Akan tetapi, sebenarnya sungguh naif diri kita jika mengatakan reformasi telah gagal! Karena paling tidak reformasi telah membawa kita ke suatu wilayah transisi menuju demokratisasi di segala bidang. Di mana, kesemuanya itu akan membawa kita pada suatu tatanan kehidupan negara yang sarat transparansi dan akuntabilitas..

Memang bisa disebutkan bahwa secara global, reformasai di bidang transparansi dan akuntabilitas di segala bidang itu belum menunjukkan prestasi yang membanggakan. Karena, sistem “tebang pilih” masih mendominasi dalam setiap upaya membuka ruang publik dan menegakkan hukum yang seharusnya menunjang ke arah itu.

Tetapi, tidak bisa dipungkiri bahwa gerakan reformasi sedikit demi sedikit telah membuka keran keterbukaan dan melepaskan belengu opini publik yang diikat dengan sangat erat pada era orde baru. Di era reformasi ini, seorang pejabat publik setingkat menteri (beserta instansinya) bisa dikritisi masayarakat. Bahkan presiden pun bisa mengalami hal sama.
Tentunya ruang publik untuk mengontrol kinerja pemerintah ini harus dilakukan dengan tidak mengenyampingkan etika dan moral demi semata-mata kepentingan seluruh komponen negara.

Budaya baru seperti inilah yang harus terus dikembangkan untuk menciptakan keterbukaan yang ideal. Di mana suatu saat nanti informasi mengenai segala kinerja pemerintah bisa diakses masyarakat. Sehingga, kontrol publik terhadap pemerintah akan lebih terbuka, dan paling tidak akan mengeleminir penyelewengan.

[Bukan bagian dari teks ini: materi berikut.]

//! Distance tree: an octree (or quadtree) over facets answering
//! nearest-point queries by best-first branch and bound.

use std::cmp::{Ordering, Reverse};
use std::collections::BinaryHeap;
use std::ops::Range;

use mesh_types::{Aabb, Facet};
use nalgebra::Point3;
use tracing::debug;

use crate::error::SpatialError;
use crate::voxel::{Dimension, NO_VOXEL, Voxel, child_extent};

/// Arena id of the root voxel.
const ROOT: usize = 0;

/// Margin applied to the isotropic domain extent when building the root.
pub const ROOT_SCALE: f64 = 1.001;

/// Deepest subdivision accepted by [`TreeParams::validate`].
pub const MAX_TREE_DEPTH: u32 = 21;

/// Parameters controlling how the tree subdivides.
///
/// # Example
///
/// ```
/// use cf_spatial::{Dimension, TreeParams};
///
/// let params = TreeParams::new()
///     .with_max_depth(6)
///     .with_max_objects_per_voxel(4)
///     .with_dimension(Dimension::Planar);
/// assert!(params.validate().is_ok());
/// ```
#[derive(Debug, Clone, Copy, PartialEq, Eq)]
#[cfg_attr(feature = "serde", derive(serde::Serialize, serde::Deserialize))]
pub struct TreeParams {
    /// Voxels at this depth never split.
    pub max_depth: u32,
    /// A leaf splits once it holds more occupants than this.
    pub max_objects_per_voxel: usize,
    /// Octree or planar quadtree subdivision.
    pub dimension: Dimension,
}

impl Default for TreeParams {
    fn default() -> Self {
        Self {
            max_depth: 10,
            max_objects_per_voxel: 20,
            dimension: Dimension::Volume,
        }
    }
}

impl TreeParams {
    /// Default parameters.
    #[must_use]
    pub fn new() -> Self {
        Self::default()
    }

    /// Set the maximum depth.
    #[must_use]
    pub const fn with_max_depth(mut self, max_depth: u32) -> Self {
        self.max_depth = max_depth;
        self
    }

    /// Set the split threshold.
    #[must_use]
    pub const fn with_max_objects_per_voxel(mut self, max_objects: usize) -> Self {
        self.max_objects_per_voxel = max_objects;
        self
    }

    /// Set the subdivision dimension.
    #[must_use]
    pub const fn with_dimension(mut self, dimension: Dimension) -> Self {
        self.dimension = dimension;
        self
    }

    /// Check that the parameters describe a usable tree.
    ///
    /// # Errors
    ///
    /// Returns [`SpatialError::InvalidParameter`] if `max_objects_per_voxel`
    /// is zero or `max_depth` exceeds [`MAX_TREE_DEPTH`].
    pub fn validate(&self) -> Result<(), SpatialError> {
        if self.max_objects_per_voxel == 0 {
            return Err(SpatialError::InvalidParameter(
                "max_objects_per_voxel must be at least 1".to_string(),
            ));
        }
        if self.max_depth > MAX_TREE_DEPTH {
            return Err(SpatialError::InvalidParameter(format!(
                "max_depth {} exceeds {MAX_TREE_DEPTH}",
                self.max_depth
            )));
        }
        Ok(())
    }
}

/// Result of a nearest-point query.
#[derive(Debug, Clone, Copy, PartialEq)]
pub struct NearestHit {
    /// Nearest point found (the incumbent if nothing closer was found).
    pub point: Point3<f64>,
    /// Distance from the query to `point`.
    pub distance: f64,
    /// Index of the facet that produced `point`, `None` if the incumbent
    /// was not improved.
    pub index: Option<usize>,
}

impl NearestHit {
    /// True when a facet beat the incumbent.
    #[must_use]
    pub const fn improved(&self) -> bool {
        self.index.is_some()
    }
}

/// Shape summary of a tree.
#[derive(Debug, Clone, Copy, Default, PartialEq)]
pub struct TreeStatistics {
    /// Voxels in the arena.
    pub voxel_count: usize,
    /// Voxels without children.
    pub leaf_count: usize,
    /// Occupants of the fullest leaf.
    pub max_leaf_occupancy: usize,
    /// Mean occupants per leaf.
    pub mean_leaf_occupancy: f64,
    /// Leaves holding more than `max_objects_per_voxel` occupants.
    pub overfull_leaves: usize,
    /// Depth of the deepest voxel.
    pub deepest_level: u32,
    /// Total facet references across leaves (facets may repeat).
    pub stored_references: usize,
}

#[derive(Debug, Clone, Copy)]
struct Candidate {
    bound: f64,
    voxel: usize,
}

impl PartialEq for Candidate {
    fn eq(&self, other: &Self) -> bool {
        self.cmp(other) == Ordering::Equal
    }
}

impl Eq for Candidate {}

impl PartialOrd for Candidate {
    fn partial_cmp(&self, other: &Self) -> Option<Ordering> {
        Some(self.cmp(other))
    }
}

impl Ord for Candidate {
    fn cmp(&self, other: &Self) -> Ordering {
        self.bound
            .total_cmp(&other.bound)
            .then_with(|| self.voxel.cmp(&other.voxel))
    }
}

/// Spatial index over a borrowed slice of facets.
///
/// Facets are registered in every leaf voxel they overlap (exact
/// [`Facet::intersects_aabb`] test), so a facet may be referenced by several
/// leaves. After [`finalize`](Self::finalize) the tree is read-only: empty
/// children are pruned, every voxel extent is contracted to the part of its
/// contents it actually covers, and leaf lists are packed into one array.
///
/// # Example
///
/// ```
/// use cf_spatial::{DistanceTree, TreeParams};
/// use mesh_types::{Point3, Triangle};
///
/// let facets = vec![
///     Triangle::new(
///         Point3::new(0.0, 0.0, 0.0),
///         Point3::new(1.0, 0.0, 0.0),
///         Point3::new(0.0, 1.0, 0.0),
///     ),
///     Triangle::new(
///         Point3::new(5.0, 5.0, 5.0),
///         Point3::new(6.0, 5.0, 5.0),
///         Point3::new(5.0, 6.0, 5.0),
///     ),
/// ];
/// let tree = DistanceTree::build(&facets, TreeParams::default()).unwrap();
///
/// let hit = tree.closest_point(&Point3::new(0.2, 0.2, 3.0)).unwrap();
/// assert_eq!(hit.index, Some(0));
/// assert!((hit.distance - 3.0).abs() < 1e-12);
/// ```
#[derive(Debug, Clone)]
pub struct DistanceTree<'a, F> {
    facets: &'a [F],
    extents: Vec<Aabb>,
    params: TreeParams,
    voxels: Vec<Voxel>,
    // Build state, released by finalize.
    filled: Vec<bool>,
    occupants: Vec<Vec<usize>>,
    blocked_at: Vec<usize>,
    // Packed leaf lists, populated by finalize.
    leaf_spans: Vec<Range<usize>>,
    leaf_items: Vec<usize>,
    deepest: u32,
    finalized: bool,
}
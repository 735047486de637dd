//! Parameters for distributed distance search.

use cf_spatial::{Dimension, MAX_TREE_DEPTH, TreeParams};

use crate::error::{DistanceError, DistanceResult};

/// Parameters for distributed distance search.
///
/// Every rank must pass identical parameters; a mismatch is detected
/// collectively and reported as a consistency error on all ranks.
///
/// # Example
///
/// ```
/// use mesh_distance::SearchParams;
///
/// // Defaults: 5 rounds, depth 10, 20 facets per voxel
/// let params = SearchParams::default();
/// assert_eq!(params.shard_count, 5);
///
/// // Trade memory for fewer rounds
/// let fast = SearchParams::single_round();
/// assert_eq!(fast.shard_count, 1);
///
/// // Custom configuration
/// let custom = SearchParams::default().shard_count(12).max_objects_per_voxel(8);
/// assert!(custom.validate().is_ok());
/// ```
#[derive(Debug, Clone, Copy, PartialEq, Eq)]
#[cfg_attr(feature = "serde", derive(serde::Serialize, serde::Deserialize))]
pub struct SearchParams {
    /// Number of rounds the facet set is split into. Peak geometry held by
    /// a rank per round is roughly `1 / shard_count` of the total.
    pub shard_count: usize,

    /// Maximum depth of the per-round spatial index.
    pub max_depth: u32,

    /// A voxel splits once it holds more facets than this.
    pub max_objects_per_voxel: usize,
}

impl Default for SearchParams {
    fn default() -> Self {
        Self {
            shard_count: 5,
            max_depth: 10,
            max_objects_per_voxel: 20,
        }
    }
}

impl SearchParams {
    /// Gather all geometry in one round. Fastest, highest peak memory.
    #[must_use]
    pub const fn single_round() -> Self {
        Self {
            shard_count: 1,
            max_depth: 10,
            max_objects_per_voxel: 20,
        }
    }

    /// Many small rounds for geometry that does not fit in memory at once.
    #[must_use]
    pub const fn low_memory() -> Self {
        Self {
            shard_count: 20,
            max_depth: 10,
            max_objects_per_voxel: 20,
        }
    }

    /// Set the number of rounds.
    #[must_use]
    pub const fn shard_count(mut self, count: usize) -> Self {
        self.shard_count = count;
        self
    }

    /// Set the maximum tree depth.
    #[must_use]
    pub const fn max_depth(mut self, depth: u32) -> Self {
        self.max_depth = depth;
        self
    }

    /// Set the voxel split threshold.
    #[must_use]
    pub const fn max_objects_per_voxel(mut self, count: usize) -> Self {
        self.max_objects_per_voxel = count;
        self
    }

    /// Check that every parameter is in range.
    ///
    /// # Errors
    ///
    /// Returns [`DistanceError::InvalidParams`] if any count is zero or
    /// `max_depth` exceeds [`MAX_TREE_DEPTH`].
    pub fn validate(&self) -> DistanceResult<()> {
        if self.shard_count == 0 {
            return Err(DistanceError::invalid_params("shard_count must be positive"));
        }
        if self.max_depth == 0 || self.max_depth > MAX_TREE_DEPTH {
            return Err(DistanceError::invalid_params(format!(
                "max_depth must be in 1..={MAX_TREE_DEPTH}, got {}",
                self.max_depth
            )));
        }
        if self.max_objects_per_voxel == 0 {
            return Err(DistanceError::invalid_params(
                "max_objects_per_voxel must be positive",
            ));
        }
        Ok(())
    }

    /// Tree parameters for one round.
    #[must_use]
    pub const fn tree_params(&self, dimension: Dimension) -> TreeParams {
        TreeParams {
            max_depth: self.max_depth,
            max_objects_per_voxel: self.max_objects_per_voxel,
            dimension,
        }
    }

    /// Fixed-width encoding used to compare parameters across ranks.
    pub(crate) fn fingerprint(&self) -> [u64; 3] {
        [
            self.shard_count as u64,
            u64::from(self.max_depth),
            self.max_objects_per_voxel as u64,
        ]
    }
}

#[cfg(test)]
mod tests {
    use super::*;

    #[test]
    fn test_default_params() {
        let params = SearchParams::default();
        assert_eq!(params.shard_count, 5);
        assert_eq!(params.max_depth, 10);
        assert_eq!(params.max_objects_per_voxel, 20);
        assert!(params.validate().is_ok());
    }

    #[test]
    fn test_presets() {
        assert_eq!(SearchParams::single_round().shard_count, 1);
        assert_eq!(SearchParams::low_memory().shard_count, 20);
        assert!(SearchParams::low_memory().validate().is_ok());
    }

    #[test]
    fn test_builder() {
        let params = SearchParams::default()
            .shard_count(7)
            .max_depth(4)
            .max_objects_per_voxel(3);
        assert_eq!(params.fingerprint(), [7, 4, 3]);
    }

    #[test]
    fn test_validation() {
        assert!(SearchParams::default().shard_count(0).validate().is_err());
        assert!(SearchParams::default().max_depth(0).validate().is_err());
        assert!(SearchParams::default().max_depth(MAX_TREE_DEPTH + 1).validate().is_err());
        assert!(SearchParams::default().max_objects_per_voxel(0).validate().is_err());
    }

    #[test]
    fn test_tree_params() {
        let tree = SearchParams::default().tree_params(Dimension::Planar);
        assert_eq!(tree.max_depth, 10);
        assert_eq!(tree.dimension, Dimension::Planar);
    }
}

Saat ini, upaya ke arah itu justru dinodai oleh suatu upaya menggolkan RUU Rahasia Negara yang digagas Departemen Pertahanan. Di mana dalam RUU tersebut di antaranya disebutkan bahwa contoh rahasia negara itu meliputi rahasia di bidang persenjataan, perbekalan, beserta penemuan teknologi dan risetnya. Selain itu, disebutkan juga yang mencakup rahasia negara itu meliputi proses penyidikan di bidang hukum, ketahanan ekonomi di bidang moneter dan fiskal, bea cukai, pasar modal, dll.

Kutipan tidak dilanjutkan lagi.